As a business owner, you may create a new product or process in the course of running your business. If this is the case, then you can apply for a patent, which is an exclusive right granted to protect the intellectual property of your invention.
In order to get a patent granted on your invention, you must put in all the relevant technical information in the patent application. Your patent application can be viewed by the general public, through services such as Ipsum, the Online Patent Information and Document Inspection Service.
If your patent application is successful, then you will usually receive exclusive rights which you can enforce to stop others from exploiting your invention commercially. As the patent holder, you have to give consent to others before they can make, use, distribute, import or sell your patented invention.
We recommend using patent attorneys for preparing and submitting patent applications. If you contact us, we can refer you to reputable patent attorneys.
The concept of trademarks has developed over thousands of years, dating back to times when craftsmen would put their unique signature or mark on the things they made. In the present day, trademarks are signs which are used by a business to distinguish its goods or services from those of other business which may offer similar products.
A trademark will protect your intellectual property by conferring exclusive rights to your or your business over the use of your trademark. Usually this protection will last for 10 years, after which time you will have to renew it (or lose it).
These days trademarks don’t necessarily have to be a sign.

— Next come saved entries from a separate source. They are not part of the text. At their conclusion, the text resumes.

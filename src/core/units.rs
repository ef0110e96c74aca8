//! Fixed-point money representation.
//!
//! All amounts are carried as integer quarter-units: `4Q = 1` display
//! currency unit. Half-gun splits and three-way self-draw payments always
//! land on whole quarters, so repeated aggregation never accumulates
//! floating-point drift. Conversion to a decimal display value happens only
//! at the very edge.

use serde::{Deserialize, Serialize};
use std::iter::Sum;
use std::ops::{Add, AddAssign, Mul, Neg, Sub, SubAssign};

/// Quarter-units per display-currency unit.
pub const QUARTERS_PER_UNIT: i64 = 4;

/// An amount of money in quarter-units.
///
/// ```
/// use mahjong_ledger::core::Quarters;
///
/// let q = Quarters::new(9);
/// assert_eq!(q.to_display(), 2.25);
/// assert_eq!(q.to_string(), "2.25");
/// assert_eq!(Quarters::from_display(-1.5), Some(Quarters::new(-6)));
/// ```
#[derive(
    Clone, Copy, Debug, Default, PartialEq, Eq, PartialOrd, Ord, Hash, Serialize, Deserialize,
)]
#[serde(transparent)]
pub struct Quarters(pub i64);

impl Quarters {
    /// Zero movement.
    pub const ZERO: Quarters = Quarters(0);

    #[must_use]
    pub const fn new(raw: i64) -> Self {
        Self(raw)
    }

    /// Get the raw quarter count.
    #[must_use]
    pub const fn raw(self) -> i64 {
        self.0
    }

    /// Convert to display-currency units.
    #[must_use]
    pub fn to_display(self) -> f64 {
        self.0 as f64 / QUARTERS_PER_UNIT as f64
    }

    /// Convert a display-currency amount, rounding to the nearest quarter.
    ///
    /// Returns `None` for non-finite input or values outside the `i64` range.
    #[must_use]
    pub fn from_display(amount: f64) -> Option<Self> {
        let scaled = (amount * QUARTERS_PER_UNIT as f64).round();
        if scaled.is_finite() && scaled >= i64::MIN as f64 && scaled < i64::MAX as f64 {
            Some(Self(scaled as i64))
        } else {
            None
        }
    }

    #[must_use]
    pub fn checked_add(self, rhs: Quarters) -> Option<Quarters> {
        self.0.checked_add(rhs.0).map(Quarters)
    }

    #[must_use]
    pub fn checked_sub(self, rhs: Quarters) -> Option<Quarters> {
        self.0.checked_sub(rhs.0).map(Quarters)
    }

    #[must_use]
    pub fn checked_mul(self, factor: i64) -> Option<Quarters> {
        self.0.checked_mul(factor).map(Quarters)
    }

    #[must_use]
    pub const fn is_zero(self) -> bool {
        self.0 == 0
    }
}

impl Add for Quarters {
    type Output = Quarters;

    fn add(self, rhs: Quarters) -> Quarters {
        Quarters(self.0 + rhs.0)
    }
}

impl AddAssign for Quarters {
    fn add_assign(&mut self, rhs: Quarters) {
        self.0 += rhs.0;
    }
}

impl Sub for Quarters {
    type Output = Quarters;

    fn sub(self, rhs: Quarters) -> Quarters {
        Quarters(self.0 - rhs.0)
    }
}

impl SubAssign for Quarters {
    fn sub_assign(&mut self, rhs: Quarters) {
        self.0 -= rhs.0;
    }
}

impl Neg for Quarters {
    type Output = Quarters;

    fn neg(self) -> Quarters {
        Quarters(-self.0)
    }
}

impl Mul<i64> for Quarters {
    type Output = Quarters;

    fn mul(self, rhs: i64) -> Quarters {
        Quarters(self.0 * rhs)
    }
}

impl Sum for Quarters {
    fn sum<I: Iterator<Item = Quarters>>(iter: I) -> Quarters {
        iter.fold(Quarters::ZERO, Add::add)
    }
}

impl<'a> Sum<&'a Quarters> for Quarters {
    fn sum<I: Iterator<Item = &'a Quarters>>(iter: I) -> Quarters {
        iter.copied().sum()
    }
}

impl std::fmt::Display for Quarters {
    fn fmt(&self, f: &mut std::fmt::Formatter<'_>) -> std::fmt::Result {
        let sign = if self.0 < 0 { "-" } else { "" };
        let abs = self.0.unsigned_abs();
        let whole = abs / QUARTERS_PER_UNIT as u64;
        match abs % QUARTERS_PER_UNIT as u64 {
            0 => write!(f, "{sign}{whole}"),
            1 => write!(f, "{sign}{whole}.25"),
            2 => write!(f, "{sign}{whole}.5"),
            _ => write!(f, "{sign}{whole}.75"),
        }
    }
}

They can be any combination of words, letters, or numerals. Increasingly, companies are also applying trademarks to drawings, symbols and the particular styles of packaging they use. It is also possible to apply a trademark to other assets that are particular to your business or the products you produce, including fragrances, colour shades or even sounds.
An industrial design describes the look of a product that your business makes, this includes its shape, the surface used and any aesthetic features. Industrial designs also cover patterns, lines and colours used on the product. The industrial design of a product is what makes it attractive and appealing to consumers so it is important to protect your industrial designs in order to protect the commercial value of your product.

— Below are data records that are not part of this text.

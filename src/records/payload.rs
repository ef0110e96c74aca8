//! Stored per-hand delta payload decoding.
//!
//! Hand records written by older releases stored deltas in several shapes.
//! All of them decode here into a seat-ordered `SeatMap<Quarters>`:
//!
//! - a bare 4-element array: `[512, -256, -128, -128]`
//! - an object with `values`: `{"values": [...]}`
//! - an object with `deltasQ`: `{"deltasQ": [...]}`
//!
//! Anything else (including `null`, used for draws) means no financial
//! movement and decodes to `None`.

use serde::Deserialize;

use crate::core::{Quarters, SeatMap};

#[derive(Deserialize)]
#[serde(untagged)]
enum PayloadShape {
    List([i64; 4]),
    Values {
        values: [i64; 4],
    },
    DeltasQ {
        #[serde(rename = "deltasQ")]
        deltas_q: [i64; 4],
    },
}

/// Decode a stored delta payload, tolerating legacy shapes.
///
/// ```
/// use mahjong_ledger::records::decode_deltas;
/// use serde_json::json;
///
/// let deltas = decode_deltas(&json!({"deltasQ": [8, -8, 0, 0]})).unwrap();
/// assert_eq!(deltas.as_array().map(|q| q.raw()), [8, -8, 0, 0]);
/// assert!(decode_deltas(&json!(null)).is_none());
/// ```
#[must_use]
pub fn decode_deltas(payload: &serde_json::Value) -> Option<SeatMap<Quarters>> {
    if payload.is_null() {
        return None;
    }
    match PayloadShape::deserialize(payload) {
        Ok(PayloadShape::List(raw))
        | Ok(PayloadShape::Values { values: raw })
        | Ok(PayloadShape::DeltasQ { deltas_q: raw }) => {
            Some(SeatMap::from_array(raw.map(Quarters::new)))
        }
        Err(_) => {
            tracing::warn!(%payload, "unrecognized delta payload, treating as no movement");
            None
        }
    }
}

/// Encode deltas in the current canonical shape (bare array).
#[must_use]
pub fn encode_deltas(deltas: &SeatMap<Quarters>) -> serde_json::Value {
    serde_json::Value::from(deltas.as_array().map(Quarters::raw).to_vec())
}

The protection of the intellectual property of an industrial design in the UK is covered by both European Union and UK laws. This will effectively remain so following Brexit, particularly if you want protection in the EU.
The EU laws apply to community designs, where a design is “the appearance of the whole or a part of a product resulting from the features of, in particular, the lines, contours, colours, shape, texture and/or materials of the product itself and/or its ornamentation”. A design that is in some way novel, or one with an individual character, can be protected under the EU law for 3 years, or for up to 25 years if it is specifically registered.
There are also additional protections available under UK law for Design Rights, and Registered Designs. Design rights, for example, offer 10-year protection for the shape, internal and external dimensions of an original design.
The fifth major type of protection for an item of your intellectual property is a Geographical Indication. A Geographical Indication is a sign that can be used on goods made by an individual or a business if they have a specific geographical origin and possess, in the words of the World Intellectual Property Organization “qualities, a reputation or characteristics that are essentially attributable to that place of origin”. Examples include Parma Ham and Melton Mowbray pork pies.
Geographical indications are most commonly applied to food and drink, but they can also be used to protect other products. Protecting a product based on a geographical indication involves one of three approaches, a special regime of protection, the use of a certification or a mark or an alternative method which focuses on the business practices involved in creating the product that is to be protected.